What you will do:
Provide an exact copy of the lines from the beginning of the records through the line that includes "#[derive(Debug, thiserror::Error)]", and of no others.

Entries provided:
^^^^^^^^
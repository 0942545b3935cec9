//! HTTP client for the BizPay gateway API.
//!
//! Gated behind the `client` cargo feature so downstream crates that only
//! need signing and the wire types do not pull in `reqwest`.

mod gateway;

pub use gateway::GatewayClient;

use reqwest::StatusCode;

/// Errors produced by the gateway HTTP client.
#[derive(Debug, thiserror::Error)]
pub enum ClientError {
    /// Transport-level failure (DNS, TLS, connection reset, timeout, …).
    #[error("http error: {0}")]
    Http(#[from] reqwest::Error),

    /// The gateway returned a non-2xx status code.
    #[error("api error: status {status}, body: {body}")]
    Api { status: StatusCode, body: String },

    /// Response body could not be deserialized.
    #[error("json error: {0}")]
    Json(#[from] serde_json::Error),

    /// The base URL could not be joined with the endpoint path.
    #[error("invalid url: {0}")]
    Url(#[from] url::ParseError),
}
^^^^^^^^
Response below:
repository 0942545b3935cec9
//! HTTP client for the BizPay gateway API.
//!
//! Gated behind the `client` cargo feature so downstream crates that only
//! need signing and the wire types do not pull in `reqwest`.

mod gateway;

pub use gateway::GatewayClient;

use reqwest::StatusCode;

/// Errors produced by the gateway HTTP client.
#[derive(Debug, thiserror::Error)]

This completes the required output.